Superintegrability in Classical and Quantum Systems

Superintegrable systems are integrable systems (classical and quantum) that have more integrals of motion than degrees of freedom. Such systems have many interesting properties. This proceedings volume grew out of the Workshop on Superintegrability in Classical and Quantum Systems organized by the Centre de Recherches Mathematiques in Montreal (Quebec). The meeting brought together scientists working in the area of finite-dimensional integrable systems to discuss new developments in this active field of interest. Properties possessed by these systems are manifold. In classical mechanics, they have stable periodic orbits (all finite orbits are periodic). In quantum mechanics, all known superintegrable systems have been shown to be exactly solvable. Their energy spectrum is degenerate and can be calculated algebraically.The spectra of superintegrable systems may also have other interesting properties, for example, the saturation of eigenfunction norm bounds.
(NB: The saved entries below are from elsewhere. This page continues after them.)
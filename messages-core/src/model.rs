//! The canonical data model: Message, Account, Thread, and platform/daemon
//! state snapshots. Field names are platform-neutral rather than mirroring
//! any single platform's wire format.

use serde::{Deserialize, Serialize};

/// Integer classifier partitioning the message namespace. New kinds must
/// never break readers of older kinds — only append to a range.
pub mod kind {
    pub const CORE_MIN: i32 = 0;
    pub const CORE_MAX: i32 = 99;
    pub const CLAUDE_EVENT_MIN: i32 = 100;
    pub const CLAUDE_EVENT_MAX: i32 = 199;
    pub const GIT_MIN: i32 = 200;
    pub const GIT_MAX: i32 = 249;
    pub const PLATFORM_MIN: i32 = 1000;

    pub const PLAIN_TEXT: i32 = 0;
    pub const SYSTEM_NOTICE: i32 = 1;
}

#[derive(Debug, Clone, Serialize, Deserialize, PartialEq, Eq)]
pub struct Author {
    pub name: Option<String>,
    pub handle: Option<String>,
    pub did: Option<String>,
}

#[derive(Debug, Clone, Default, Serialize, Deserialize, PartialEq, Eq)]
pub struct MessageRefs {
    pub thread_id: Option<String>,
    pub reply_to: Option<String>,
    pub room_id: Option<String>,
    #[serde(default)]
    pub mentions: Vec<String>,
}

#[derive(Debug, Clone, Serialize, Deserialize, PartialEq, Eq)]
pub struct MessageSource {
    pub platform: String,
    pub platform_id: Option<String>,
    pub url: Option<String>,
}

/// A stored message. Immutable once inserted, except for `imported_at` and
/// additive tags — see the normalizer's idempotent-insert rule.
#[derive(Debug, Clone, Serialize, Deserialize, PartialEq, Eq)]
pub struct Message {
    pub id: String,
    pub account_id: String,
    pub author: Author,
    pub created_at: i64,
    pub imported_at: i64,
    pub kind: i32,
    pub content: String,
    pub title: Option<String>,
    pub refs: MessageRefs,
    pub source: MessageSource,
    #[serde(default)]
    pub tags: Vec<Vec<String>>,
}

#[derive(Debug, Clone, Serialize, Deserialize, PartialEq, Eq)]
pub struct Identity {
    pub platform: String,
    pub handle: String,
    pub verified: Option<bool>,
}

#[derive(Debug, Clone, Serialize, Deserialize, PartialEq, Eq)]
pub struct Account {
    pub id: String,
    pub did: Option<String>,
    pub name: String,
    pub identities: Vec<Identity>,
}

#[derive(Debug, Clone, Copy, Serialize, Deserialize, PartialEq, Eq)]
#[serde(rename_all = "lowercase")]
pub enum ThreadType {
    Dm,
    Group,
    Channel,
    Topic,
}

#[derive(Debug, Clone, Serialize, Deserialize, PartialEq, Eq)]
pub struct ThreadSource {
    pub platform: String,
    pub platform_id: Option<String>,
    pub room_id: Option<String>,
}

#[derive(Debug, Clone, Serialize, Deserialize, PartialEq, Eq)]
pub struct Thread {
    pub id: String,
    pub title: Option<String>,
    pub participants: Vec<String>,
    #[serde(rename = "type")]
    pub thread_type: ThreadType,
    pub source: ThreadSource,
    pub created_at: i64,
    pub last_message_at: Option<i64>,
    pub message_count: i64,
}

#[derive(Debug, Clone, Copy, Serialize, Deserialize, PartialEq, Eq)]
#[serde(rename_all = "lowercase")]
pub enum PlatformStatus {
    Stopped,
    Starting,
    Connected,
    Disconnected,
    Error,
    Recovering,
}

impl PlatformStatus {
    pub fn as_str(&self) -> &'static str {
        match self {
            PlatformStatus::Stopped => "stopped",
            PlatformStatus::Starting => "starting",
            PlatformStatus::Connected => "connected",
            PlatformStatus::Disconnected => "disconnected",
            PlatformStatus::Error => "error",
            PlatformStatus::Recovering => "recovering",
        }
    }
}

impl std::str::FromStr for PlatformStatus {
    type Err = String;

    fn from_str(s: &str) -> Result<Self, Self::Err> {
        match s {
            "stopped" => Ok(Self::Stopped),
            "starting" => Ok(Self::Starting),
            "connected" => Ok(Self::Connected),
            "disconnected" => Ok(Self::Disconnected),
            "error" => Ok(Self::Error),
            "recovering" => Ok(Self::Recovering),
            other => Err(format!("unknown platform status: {other}")),
        }
    }
}

#[derive(Debug, Clone, Default, Serialize, Deserialize, PartialEq, Eq)]
pub struct PlatformState {
    pub platform: String,
    pub status: String,
    pub last_connected: Option<i64>,
    pub last_message: Option<i64>,
    pub last_error: Option<String>,
    pub error_count: i64,
    pub message_count: i64,
    pub reconnect_attempts: u32,
    pub updated_at: i64,
}

#[derive(Debug, Clone, Copy, Serialize, Deserialize, PartialEq, Eq)]
#[serde(rename_all = "lowercase")]
pub enum DaemonStatus {
    Stopped,
    Starting,
    Running,
    Stopping,
    Degraded,
}

impl DaemonStatus {
    pub fn as_str(&self) -> &'static str {
        match self {
            DaemonStatus::Stopped => "stopped",
            DaemonStatus::Starting => "starting",
            DaemonStatus::Running => "running",
            DaemonStatus::Stopping => "stopping",
            DaemonStatus::Degraded => "degraded",
        }
    }
}

#[derive(Debug, Clone, Serialize, Deserialize)]
pub struct DaemonState {
    pub status: DaemonStatus,
    pub pid: u32,
    pub started_at: i64,
    pub platforms: Vec<PlatformState>,
    pub healthy: usize,
    pub total: usize,
}

impl DaemonState {
    pub fn uptime_seconds(&self, now_ms: i64) -> i64 {
        ((now_ms - self.started_at).max(0)) / 1000
    }
}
Articles in this volume cover several (overlapping) areas of research, including: standard superintegrable systems in classical and quantum mechanics; superintegrable systems with higher-order or nonpolynomial integrals; new types of superintegrable systems in classical mechanics; superintegrability, exact and quasi-exact solvability in standard and PT-symmetric quantum mechanics; quantum deformation, Nambu dynamics and algebraic perturbation theory of superintegrable systems; and, computer assisted classification of integrable equations. The volume is suitable for graduate students and research mathematicians interested in integrable systems.